Transmission cost allocation when electrons and benefits move in different directions.
Bruce Radford is executive editor of Public Utilities Fortnightly. Contact him at firstname.lastname@example.org.
You've heard the old saw, "Costs are assigned to those who caused them." But what about damage from Superstorm Sandy? Who "caused" that?
Better, perhaps, to allocate transmission costs according to benefits received. But even then, how would we measure them? Who benefits when you harden the grid against the next Sandy? Does the answer depend on how the electrons flow?

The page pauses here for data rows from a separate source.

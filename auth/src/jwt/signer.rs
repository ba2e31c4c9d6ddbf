use chrono::DateTime;
use chrono::Utc;
use jsonwebtoken::decode;
use jsonwebtoken::encode;
use jsonwebtoken::errors::ErrorKind;
use jsonwebtoken::Algorithm;
use jsonwebtoken::DecodingKey;
use jsonwebtoken::EncodingKey;
use jsonwebtoken::Header;
use jsonwebtoken::Validation;
use uuid::Uuid;

use super::claims::AccessClaims;
use super::errors::TokenError;

/// Issues and verifies signed access tokens.
///
/// Uses HS256 (HMAC with SHA-256). Verification is stateless: no store lookup
/// is involved, so access tokens cannot be revoked before they expire.
pub struct TokenSigner {
    encoding_key: EncodingKey,
    decoding_key: DecodingKey,
    algorithm: Algorithm,
}

impl TokenSigner {
    /// Create a new signer with a secret key.
    ///
    /// # Arguments
    /// * `secret` - Secret key for signing tokens (should be stored securely)
    ///
    /// # Security Notes
    /// - The secret should be at least 256 bits (32 bytes) for HS256
    /// - Store secrets in environment variables or secure vaults, never in code
    pub fn new(secret: &[u8]) -> Self {
        Self {
            encoding_key: EncodingKey::from_secret(secret),
            decoding_key: DecodingKey::from_secret(secret),
            algorithm: Algorithm::HS256,
        }
    }

    /// Issue an access token for a user, valid for one hour from now.
    ///
    /// # Errors
    /// * `EncodingFailed` - Token encoding failed
    pub fn issue(&self, user_id: Uuid) -> Result<String, TokenError> {
        self.issue_at(user_id, Utc::now())
    }

    /// Issue an access token as if minted at `issued_at`.
    ///
    /// # Errors
    /// * `EncodingFailed` - Token encoding failed
    pub fn issue_at(&self, user_id: Uuid, issued_at: DateTime<Utc>) -> Result<String, TokenError> {
        let claims = AccessClaims::for_user(user_id, issued_at);

        encode(&Header::new(self.algorithm), &claims, &self.encoding_key)
            .map_err(|e| TokenError::EncodingFailed(e.to_string()))
    }

    /// Verify an access token and return the user id it was issued for.
    ///
    /// Checks, in order: signature, expiry, issuer tag, subject format.
    ///
    /// # Errors
    /// * `BadSignature` - Signature does not verify under this secret
    /// * `Expired` - `exp` is in the past
    /// * `WrongIssuer` - Issuer tag is not the access token tag
    /// * `MalformedSubject` - Subject is not a user id
    /// * `Malformed` - Token is not a well-formed JWT with the expected claims
    pub fn verify(&self, token: &str) -> Result<Uuid, TokenError> {
        let mut validation = Validation::new(self.algorithm);
        validation.leeway = 0;
        validation.set_required_spec_claims(&["exp"]);

        let token_data = decode::<AccessClaims>(token, &self.decoding_key, &validation)
            .map_err(|e| match e.kind() {
                ErrorKind::InvalidSignature | ErrorKind::InvalidAlgorithm => {
                    TokenError::BadSignature
                }
                ErrorKind::ExpiredSignature => TokenError::Expired,
                _ => TokenError::Malformed(e.to_string()),
            })?;

        token_data.claims.validate()
    }
}
use axum::extract::Path;
use axum::extract::State;
use axum::http::HeaderMap;
use axum::http::StatusCode;

use super::ApiError;
use crate::chirp::errors::ChirpError;
use crate::domain::chirp::models::ChirpId;
use crate::inbound::http::router::AppState;

/// Delete a chirp on behalf of its author.
///
/// Credentials are checked before the chirp is looked up: 401, then 404 for a
/// malformed or unknown id, then 403 for a non-author.
pub async fn delete_chirp(
    State(state): State<AppState>,
    Path(chirp_id): Path<String>,
    headers: HeaderMap,
) -> Result<StatusCode, ApiError> {
    state.sessions.authenticate_access(&headers)?;

    let chirp_id = ChirpId::from_string(&chirp_id).map_err(ChirpError::from)?;

    let chirp = state.chirp_service.get_chirp(&chirp_id).await?;
    let author_id = state
        .sessions
        .authorize_mutation(&headers, &chirp.user_id)?;

    state.chirp_service.delete_chirp(&chirp_id, &author_id).await?;

    Ok(StatusCode::NO_CONTENT)
}
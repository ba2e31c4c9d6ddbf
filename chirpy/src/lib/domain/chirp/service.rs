use std::sync::Arc;

use async_trait::async_trait;
use chrono::Utc;

use crate::domain::chirp::errors::ChirpError;
use crate::domain::chirp::models::Chirp;
use crate::domain::chirp::models::ChirpId;
use crate::domain::chirp::models::CreateChirpCommand;
use crate::domain::chirp::models::ListChirpsQuery;
use crate::domain::chirp::models::SortOrder;
use crate::domain::chirp::ports::ChirpRepository;
use crate::domain::chirp::ports::ChirpServicePort;
use crate::domain::user::models::UserId;

/// Domain service implementation for chirp operations.
pub struct ChirpService<CR>
where
    CR: ChirpRepository,
{
    repository: Arc<CR>,
}

impl<CR> ChirpService<CR>
where
    CR: ChirpRepository,
{
    pub fn new(repository: Arc<CR>) -> Self {
        Self { repository }
    }
}

#[async_trait]
impl<CR> ChirpServicePort for ChirpService<CR>
where
    CR: ChirpRepository,
{
    async fn create_chirp(&self, command: CreateChirpCommand) -> Result<Chirp, ChirpError> {
        let now = Utc::now();
        let chirp = Chirp {
            id: ChirpId::new(),
            user_id: command.user_id,
            body: command.body,
            created_at: now,
            updated_at: now,
        };

        let created = self.repository.create(chirp).await?;
        tracing::debug!(chirp_id = %created.id, user_id = %created.user_id, "Chirp created");

        Ok(created)
    }

    async fn get_chirp(&self, id: &ChirpId) -> Result<Chirp, ChirpError> {
        self.repository
            .find_by_id(id)
            .await?
            .ok_or(ChirpError::NotFound(id.to_string()))
    }

    async fn list_chirps(&self, query: ListChirpsQuery) -> Result<Vec<Chirp>, ChirpError> {
        let mut chirps: Vec<Chirp> = self
            .repository
            .list_all()
            .await?
            .into_iter()
            .filter(|chirp| query.author_id.map_or(true, |author| chirp.user_id == author))
            .collect();

        match query.sort {
            SortOrder::Asc => chirps.sort_by(|a, b| a.created_at.cmp(&b.created_at)),
            SortOrder::Desc => chirps.sort_by(|a, b| b.created_at.cmp(&a.created_at)),
        }

        Ok(chirps)
    }

    async fn delete_chirp(&self, id: &ChirpId, author_id: &UserId) -> Result<(), ChirpError> {
        let deleted = self.repository.delete(id, author_id).await?;
        if deleted == 0 {
            return Err(ChirpError::NotFound(id.to_string()));
        }

        tracing::info!(chirp_id = %id, user_id = %author_id, "Chirp deleted");
        Ok(())
    }
}
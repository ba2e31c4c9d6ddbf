use chrono::DateTime;
use chrono::Duration;
use chrono::Utc;
use serde::Deserialize;
use serde::Serialize;
use uuid::Uuid;

use super::errors::TokenError;

/// Issuer tag carried by every access token.
///
/// Tokens signed with the same secret for another purpose carry a different
/// tag and are rejected by [`AccessClaims::validate`].
pub const ACCESS_TOKEN_ISSUER: &str = "access-token-v1";

/// Fixed access token lifetime.
pub const ACCESS_TOKEN_LIFETIME_SECONDS: i64 = 60 * 60;

/// Claim set of a short-lived access token.
#[derive(Debug, Clone, Serialize, Deserialize, PartialEq, Eq)]
pub struct AccessClaims {
    /// Issuer tag, always [`ACCESS_TOKEN_ISSUER`] for tokens minted here
    pub iss: String,

    /// Subject: the user identifier
    pub sub: String,

    /// Issued at (Unix timestamp)
    pub iat: i64,

    /// Expiration time (Unix timestamp)
    pub exp: i64,
}

impl AccessClaims {
    /// Build the claims for a user at the given instant.
    pub fn for_user(user_id: Uuid, issued_at: DateTime<Utc>) -> Self {
        let expires_at = issued_at + Duration::seconds(ACCESS_TOKEN_LIFETIME_SECONDS);

        Self {
            iss: ACCESS_TOKEN_ISSUER.to_string(),
            sub: user_id.to_string(),
            iat: issued_at.timestamp(),
            exp: expires_at.timestamp(),
        }
    }

    /// Validate the claim fields one by one and yield the subject.
    ///
    /// Signature and expiry are checked by the signer before this runs.
    ///
    /// # Errors
    /// * `WrongIssuer` - Issuer tag is not [`ACCESS_TOKEN_ISSUER`]
    /// * `MalformedSubject` - Subject is not a UUID
    pub fn validate(&self) -> Result<Uuid, TokenError> {
        if self.iss != ACCESS_TOKEN_ISSUER {
            return Err(TokenError::WrongIssuer(self.iss.clone()));
        }

        Uuid::parse_str(&self.sub).map_err(|_| TokenError::MalformedSubject(self.sub.clone()))
    }
}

Consider three new transmission projects now planned for the PJM grid under the region's RTEP program ("Regional Transmission Expansion Plan"). Two of these projects are slated for northern New Jersey: the Bergen-Linden-Corridor and Sewaren projects, to fix problems from short circuits (BLC) and Superstorm Sandy (Sewaren), and a third, known as "Artificial Island," which calls for a new 230-kV AC line to run under Delaware Bay to northern Delaware, to provide a much-needed transmission outlet for the Salem and Hope Creek nuclear complex in southern New Jersey, to correct problems concerning generator stability. Together these three projects will impose some $2 billion in new transmission costs on a swath of electric consumers running up and down the Atlantic seaboard, from New York City down to Rehoboth Beach, Delaware.